→ **Exercise data**
»»

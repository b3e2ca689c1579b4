pub mod build;
pub mod deploy;
pub mod estimate;
pub mod health;
pub mod init;
pub mod report;
pub mod validate;
//! Resource schemas and the file-backed schema store.
//!
//! A schema file holds exactly one [`ResourceSchema`] in YAML:
//!
//! ```yaml
//! name: projects
//! title: Projects
//! fields:
//!   - name: Name
//!     type: title
//!   - name: Status
//!     type: select
//!     options: [Planning, Active, Done]
//! relationships:
//!   - target: clients
//!     cardinality: many_to_one
//! ```

use crate::config::WarnLevel;
use crate::error::{ProvisionError, Result};
use crate::tier;
use serde::{Deserialize, Serialize};
use std::collections::HashSet;
use std::path::Path;

// ---------------------------------------------------------------------------
// FieldKind
// ---------------------------------------------------------------------------

/// One case per field kind the remote platform understands. Kind-specific
/// parameters live on the variant, so choice options can only exist on the
/// two choice kinds.
#[derive(Debug, Clone, PartialEq, Serialize, Deserialize)]
#[serde(tag = "type", rename_all = "snake_case")]
pub enum FieldKind {
    Title,
    RichText,
    Number {
        #[serde(default = "default_number_format")]
        format: String,
    },
    Select {
        options: Vec<String>,
    },
    MultiSelect {
        options: Vec<String>,
    },
    Date,
    Checkbox,
    Url,
    Email,
    PhoneNumber,
    People,
    Formula {
        expression: String,
    },
    Relation {
        target: String,
    },
    Rollup {
        relation: String,
        property: String,
        #[serde(default = "default_rollup_function")]
        function: String,
    },
    CreatedTime,
    LastEditedTime,
}

fn default_number_format() -> String {
    "number".to_string()
}

fn default_rollup_function() -> String {
    "count".to_string()
}

impl FieldKind {
    pub fn as_str(&self) -> &'static str {
        match self {
            FieldKind::Title => "title",
            FieldKind::RichText => "rich_text",
            FieldKind::Number { .. } => "number",
            FieldKind::Select { .. } => "select",
            FieldKind::MultiSelect { .. } => "multi_select",
            FieldKind::Date => "date",
            FieldKind::Checkbox => "checkbox",
            FieldKind::Url => "url",
            FieldKind::Email => "email",
            FieldKind::PhoneNumber => "phone_number",
            FieldKind::People => "people",
            FieldKind::Formula { .. } => "formula",
            FieldKind::Relation { .. } => "relation",
            FieldKind::Rollup { .. } => "rollup",
            FieldKind::CreatedTime => "created_time",
            FieldKind::LastEditedTime => "last_edited_time",
        }
    }

    pub fn options(&self) -> Option<&[String]> {
        match self {
            FieldKind::Select { options } | FieldKind::MultiSelect { options } => {
                Some(options.as_slice())
            }
            _ => None,
        }
    }

    pub fn select(options: &[&str]) -> Self {
        FieldKind::Select {
            options: options.iter().map(|o| o.to_string()).collect(),
        }
    }

    pub fn multi_select(options: &[&str]) -> Self {
        FieldKind::MultiSelect {
            options: options.iter().map(|o| o.to_string()).collect(),
        }
    }

    pub fn number(format: &str) -> Self {
        FieldKind::Number {
            format: format.to_string(),
        }
    }

    pub fn relation(target: &str) -> Self {
        FieldKind::Relation {
            target: target.to_string(),
        }
    }
}

// ---------------------------------------------------------------------------
// FieldSpec / RelationshipSpec
// ---------------------------------------------------------------------------

#[derive(Debug, Clone, PartialEq, Serialize, Deserialize)]
pub struct FieldSpec {
    pub name: String,
    #[serde(flatten)]
    pub kind: FieldKind,
}

impl FieldSpec {
    pub fn new(name: impl Into<String>, kind: FieldKind) -> Self {
        Self {
            name: name.into(),
            kind,
        }
    }
}

#[derive(Debug, Clone, Copy, PartialEq, Eq, Serialize, Deserialize)]
#[serde(rename_all = "snake_case")]
pub enum Cardinality {
    OneToOne,
    OneToMany,
    ManyToOne,
    ManyToMany,
}

#[derive(Debug, Clone, PartialEq, Serialize, Deserialize)]
pub struct RelationshipSpec {
    pub target: String,
    pub cardinality: Cardinality,
}

// ---------------------------------------------------------------------------
// ResourceSchema
// ---------------------------------------------------------------------------

#[derive(Debug, Clone, PartialEq, Serialize, Deserialize)]
pub struct ResourceSchema {
    pub name: String,
    pub title: String,
    #[serde(default, skip_serializing_if = "Option::is_none")]
    pub description: Option<String>,
    #[serde(default)]
    pub fields: Vec<FieldSpec>,
    #[serde(default, skip_serializing_if = "Vec::is_empty")]
    pub relationships: Vec<RelationshipSpec>,
    /// Set when the compiler substituted the minimal default schema.
    #[serde(default, skip_serializing_if = "std::ops::Not::not")]
    pub defaulted: bool,
}

impl ResourceSchema {
    /// The minimal schema used when no definition exists for `name`.
    pub fn fallback(name: &str) -> Self {
        Self {
            name: name.to_string(),
            title: display_title(name),
            description: None,
            fields: default_fields(),
            relationships: Vec::new(),
            defaulted: true,
        }
    }

    pub fn field(&self, name: &str) -> Option<&FieldSpec> {
        self.fields.iter().find(|f| f.name == name)
    }

    pub fn has_title(&self) -> bool {
        self.fields.iter().any(|f| f.kind == FieldKind::Title)
    }

    /// Property that carries a record's title once deployed: the declared
    /// title field, else `Name`, else `Title` when `Name` is already taken.
    pub fn title_property(&self) -> &str {
        if let Some(field) = self.fields.iter().find(|f| f.kind == FieldKind::Title) {
            return &field.name;
        }
        if self.field("Name").is_some() {
            "Title"
        } else {
            "Name"
        }
    }

    /// Names of every resource type this schema points at, through declared
    /// relationships or relation fields.
    pub fn dependencies(&self) -> Vec<&str> {
        let mut deps: Vec<&str> = Vec::new();
        let fields = self.fields.iter().filter_map(|f| match &f.kind {
            FieldKind::Relation { target } => Some(target.as_str()),
            _ => None,
        });
        let rels = self.relationships.iter().map(|r| r.target.as_str());
        for target in rels.chain(fields) {
            if target != self.name && !deps.contains(&target) {
                deps.push(target);
            }
        }
        deps
    }

    /// Structural checks applied to every schema entering the system.
    pub fn check(&self) -> Result<()> {
        if self.name.trim().is_empty() {
            return Err(ProvisionError::InvalidSchema {
                schema: self.title.clone(),
                reason: "name must not be empty".to_string(),
            });
        }
        let mut seen = HashSet::new();
        for field in &self.fields {
            if !seen.insert(field.name.as_str()) {
                return Err(ProvisionError::DuplicateField {
                    schema: self.name.clone(),
                    field: field.name.clone(),
                });
            }
        }
        Ok(())
    }
}

/// Tier-agnostic fields used for fallback schemas and for schemas that
/// declare no fields of their own.
pub fn default_fields() -> Vec<FieldSpec> {
    vec![
        FieldSpec::new("Name", FieldKind::Title),
        FieldSpec::new(
            "Status",
            FieldKind::select(&["Not started", "In progress", "Done"]),
        ),
        FieldSpec::new("Created", FieldKind::CreatedTime),
    ]
}

/// `meeting_notes` → `Meeting Notes`.
pub fn display_title(name: &str) -> String {
    name.split(['_', '-', ' '])
        .filter(|w| !w.is_empty())
        .map(|w| {
            let mut chars = w.chars();
            match chars.next() {
                Some(first) => first.to_uppercase().chain(chars).collect::<String>(),
                None => String::new(),
            }
        })
        .collect::<Vec<_>>()
        .join(" ")
}

// ---------------------------------------------------------------------------
// SchemaStore
// ---------------------------------------------------------------------------

/// Read-only collection of schema definitions, loaded once per compilation.
#[derive(Debug, Clone, Default)]
pub struct SchemaStore {
    schemas: Vec<ResourceSchema>,
}

impl SchemaStore {
    pub fn from_schemas(schemas: Vec<ResourceSchema>) -> Result<Self> {
        let mut names = HashSet::new();
        for schema in &schemas {
            schema.check()?;
            if !names.insert(schema.name.clone()) {
                return Err(ProvisionError::InvalidSchema {
                    schema: schema.name.clone(),
                    reason: "defined more than once".to_string(),
                });
            }
        }
        Ok(Self { schemas })
    }

    /// Load every `*.yaml` / `*.yml` file in `dir`, sorted by file name.
    /// A missing directory yields an empty store.
    pub fn open(dir: &Path) -> Result<Self> {
        if !dir.is_dir() {
            tracing::debug!(dir = %dir.display(), "schema directory missing, using empty store");
            return Ok(Self::default());
        }

        let mut paths = Vec::new();
        for entry in std::fs::read_dir(dir)? {
            let path = entry?.path();
            let is_yaml = path
                .extension()
                .and_then(|e| e.to_str())
                .is_some_and(|e| e == "yaml" || e == "yml");
            if path.is_file() && is_yaml {
                paths.push(path);
            }
        }
        paths.sort();

        let mut schemas = Vec::with_capacity(paths.len());
        for path in paths {
            let data = std::fs::read_to_string(&path)?;
            let schema: ResourceSchema =
                serde_yaml::from_str(&data).map_err(|e| ProvisionError::InvalidSchema {
                    schema: path.display().to_string(),
                    reason: e.to_string(),
                })?;
            schemas.push(schema);
        }
        Self::from_schemas(schemas)
    }

    /// Write `schema` to `dir/<name>.yaml` unless that file already exists.
    pub fn write_schema(dir: &Path, schema: &ResourceSchema) -> Result<bool> {
        let path = dir.join(format!("{}.yaml", schema.name));
        let data = serde_yaml::to_string(schema)?;
        crate::io::write_if_missing(&path, data.as_bytes())
    }

    pub fn list_schemas(&self) -> &[ResourceSchema] {
        &self.schemas
    }

    pub fn get(&self, name: &str) -> Option<&ResourceSchema> {
        self.schemas.iter().find(|s| s.name == name)
    }

    pub fn len(&self) -> usize {
        self.schemas.len()
    }

    pub fn is_empty(&self) -> bool {
        self.schemas.is_empty()
    }
}

// ---------------------------------------------------------------------------
// Validation
// ---------------------------------------------------------------------------

#[derive(Debug, Clone, Serialize, Deserialize)]
pub struct SchemaFinding {
    pub level: WarnLevel,
    pub schema: String,
    pub message: String,
}

/// Policy checks behind `validate-schemas`. Structural errors (duplicate
/// fields) are rejected at load time; these are the cross-schema rules.
pub fn validate(store: &SchemaStore) -> Vec<SchemaFinding> {
    let mut findings = Vec::new();
    let known: HashSet<&str> = store
        .list_schemas()
        .iter()
        .map(|s| s.name.as_str())
        .chain(crate::builtin::names().map(|n| -> &str { n }))
        .collect();
    let catalogued: HashSet<&str> = tier::catalog()
        .iter()
        .flat_map(|t| t.resource_types.iter().copied())
        .collect();

    for schema in store.list_schemas() {
        let mut push = |level: WarnLevel, message: String| {
            findings.push(SchemaFinding {
                level,
                schema: schema.name.clone(),
                message,
            })
        };

        if schema.fields.is_empty() {
            push(
                WarnLevel::Warning,
                "declares no fields; default fields will be used".to_string(),
            );
        } else if !schema.has_title() {
            push(
                WarnLevel::Warning,
                format!(
                    "has no title field; a '{}' title will be injected",
                    schema.title_property()
                ),
            );
        }

        let titles = schema
            .fields
            .iter()
            .filter(|f| f.kind == FieldKind::Title)
            .count();
        if titles > 1 {
            push(
                WarnLevel::Error,
                format!("declares {titles} title fields; exactly one is allowed"),
            );
        }

        for field in &schema.fields {
            match &field.kind {
                FieldKind::Select { options } | FieldKind::MultiSelect { options }
                    if options.is_empty() =>
                {
                    push(
                        WarnLevel::Error,
                        format!("choice field '{}' has no options", field.name),
                    );
                }
                FieldKind::Relation { target } if !known.contains(target.as_str()) => {
                    push(
                        WarnLevel::Error,
                        format!(
                            "relation field '{}' targets unknown resource type '{target}'",
                            field.name
                        ),
                    );
                }
                FieldKind::Rollup { relation, .. } => {
                    let via = schema.field(relation);
                    if !matches!(via.map(|f| &f.kind), Some(FieldKind::Relation { .. })) {
                        push(
                            WarnLevel::Error,
                            format!(
                                "rollup field '{}' references '{relation}', which is not a relation field",
                                field.name
                            ),
                        );
                    }
                }
                FieldKind::Formula { expression } if expression.trim().is_empty() => {
                    push(
                        WarnLevel::Error,
                        format!("formula field '{}' has an empty expression", field.name),
                    );
                }
                _ => {}
            }
        }

        for rel in &schema.relationships {
            if !known.contains(rel.target.as_str()) {
                push(
                    WarnLevel::Error,
                    format!("relationship targets unknown resource type '{}'", rel.target),
                );
            }
        }

        if !catalogued.contains(schema.name.as_str()) {
            push(
                WarnLevel::Warning,
                "is not included in any tier and will never be deployed".to_string(),
            );
        }
    }

    findings
}

// ---------------------------------------------------------------------------
// Tests
// ---------------------------------------------------------------------------
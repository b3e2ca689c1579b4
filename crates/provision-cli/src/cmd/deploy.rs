use crate::output::{print_fields, print_json, print_list};
use anyhow::Context;
use clap::builder::BoolishValueParser;
use clap::Args;
use provision_core::{
    artifact::ArtifactStore,
    config::Config,
    orchestrator::{DeployInputs, Orchestrator},
    paths,
    report::DeploymentReport,
    ProvisionError,
};
use serde::Serialize;
use std::path::Path;
use workspace_api::{ClientConfig, WorkspaceClient};

#[derive(Args)]
pub struct DeployArgs {
    /// Client name the build package was compiled for
    #[arg(long, env = "PROVISION_CLIENT")]
    pub client: Option<String>,
    /// Tier whose latest build package is deployed
    #[arg(long, env = "PROVISION_TIER")]
    pub tier: Option<String>,
    /// API token for the remote workspace
    #[arg(long, env = "PROVISION_API_TOKEN", hide_env_values = true)]
    pub token: Option<String>,
    /// Override the sample-data phase (true/false)
    #[arg(long, env = "PROVISION_SAMPLE_DATA", value_parser = BoolishValueParser::new())]
    pub sample_data: Option<bool>,
    /// Deployment region recorded in the report
    #[arg(long, env = "PROVISION_REGION")]
    pub region: Option<String>,
    /// Custom domain recorded in the report
    #[arg(long, env = "PROVISION_CUSTOM_DOMAIN")]
    pub custom_domain: Option<String>,
}

#[derive(Serialize)]
struct AbortSummary<'a> {
    outcome: &'static str,
    phase: String,
    error: String,
    cleanup: Vec<&'a provision_core::state::CreatedResource>,
}

pub fn run(root: &Path, args: DeployArgs, json: bool) -> anyhow::Result<()> {
    let mut config = Config::load(root).context("failed to load config")?;
    if args.region.is_some() {
        config.deployment.region = args.region.clone();
    }
    if args.custom_domain.is_some() {
        config.deployment.custom_domain = args.custom_domain.clone();
    }

    let token = args
        .token
        .as_deref()
        .map(str::trim)
        .filter(|t| !t.is_empty())
        .ok_or_else(|| ProvisionError::MissingInput("api token (PROVISION_API_TOKEN)".into()))?
        .to_string();

    let client = WorkspaceClient::new(ClientConfig::from_api_config(&config.api, &token))
        .context("failed to build api client")?;
    let inputs = DeployInputs {
        client: args.client,
        tier: args.tier,
        token: Some(token),
    };
    let artifacts = ArtifactStore::for_root(root);

    let orchestrator = Orchestrator::new(&client, config)
        .with_output_dir(paths::deployments_dir(root))
        .with_sample_data(args.sample_data);

    let rt = tokio::runtime::Runtime::new()?;
    match rt.block_on(orchestrator.run(&inputs, &artifacts)) {
        Ok(report) => {
            if json {
                print_json(&report)?;
            } else {
                print_report(&report);
            }
            if !report.is_clean() {
                anyhow::bail!(
                    "deployment finished with {} error(s); see {}",
                    report.counts.errors,
                    paths::DEPLOYMENTS_DIR
                );
            }
            Ok(())
        }
        Err(failure) => {
            let cleanup = failure.cleanup_list();
            if json {
                print_json(&AbortSummary {
                    outcome: "aborted",
                    phase: failure.phase.to_string(),
                    error: failure.cause.to_string(),
                    cleanup,
                })?;
            } else if !cleanup.is_empty() {
                eprintln!("Resources created before the abort (remove manually, newest first):");
                for resource in cleanup {
                    eprintln!("  {} {} ({})", resource.kind, resource.name, resource.remote_id);
                }
            }
            Err(failure.into())
        }
    }
}

fn print_report(report: &DeploymentReport) {
    println!("Deployed {} workspace for {}", report.tier, report.client);
    let mut fields = vec![
        ("Outcome", format!("{:?}", report.outcome).to_lowercase()),
        ("Databases", report.counts.databases.to_string()),
        ("Records", report.counts.records.to_string()),
        ("Pages", report.counts.pages.to_string()),
        ("Errors", report.counts.errors.to_string()),
        ("Success rate", format!("{:.1}%", report.success_rate)),
        ("Duration", format!("{:.1}s", report.duration_secs)),
    ];
    if let Some(region) = &report.region {
        fields.push(("Region", region.clone()));
    }
    if let Some(domain) = &report.custom_domain {
        fields.push(("Domain", domain.clone()));
    }
    print_fields(&fields);

    let errors: Vec<String> = report
        .errors
        .iter()
        .map(|e| format!("[{}] {}: {}", e.phase, e.resource, e.message))
        .collect();
    print_list("Errors", &errors);
    print_list("Warnings", &report.warnings);
    print_list("Recommendations", &report.recommendations);
}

««

Only the lines from the beginning of the material to the line containing "use crate::tier;" should be echoed, verbatim and in full.

repository b3e2ca689c1579b4
pub mod build;
pub mod deploy;
pub mod estimate;
pub mod health;
pub mod init;
pub mod report;
pub mod validate;
//! Resource schemas and the file-backed schema store.
//!
//! A schema file holds exactly one [`ResourceSchema`] in YAML:
//!
//! ```yaml
//! name: projects
//! title: Projects
//! fields:
//!   - name: Name
//!     type: title
//!   - name: Status
//!     type: select
//!     options: [Planning, Active, Done]
//! relationships:
//!   - target: clients
//!     cardinality: many_to_one
//! ```

use crate::config::WarnLevel;
use crate::error::{ProvisionError, Result};
use crate::tier;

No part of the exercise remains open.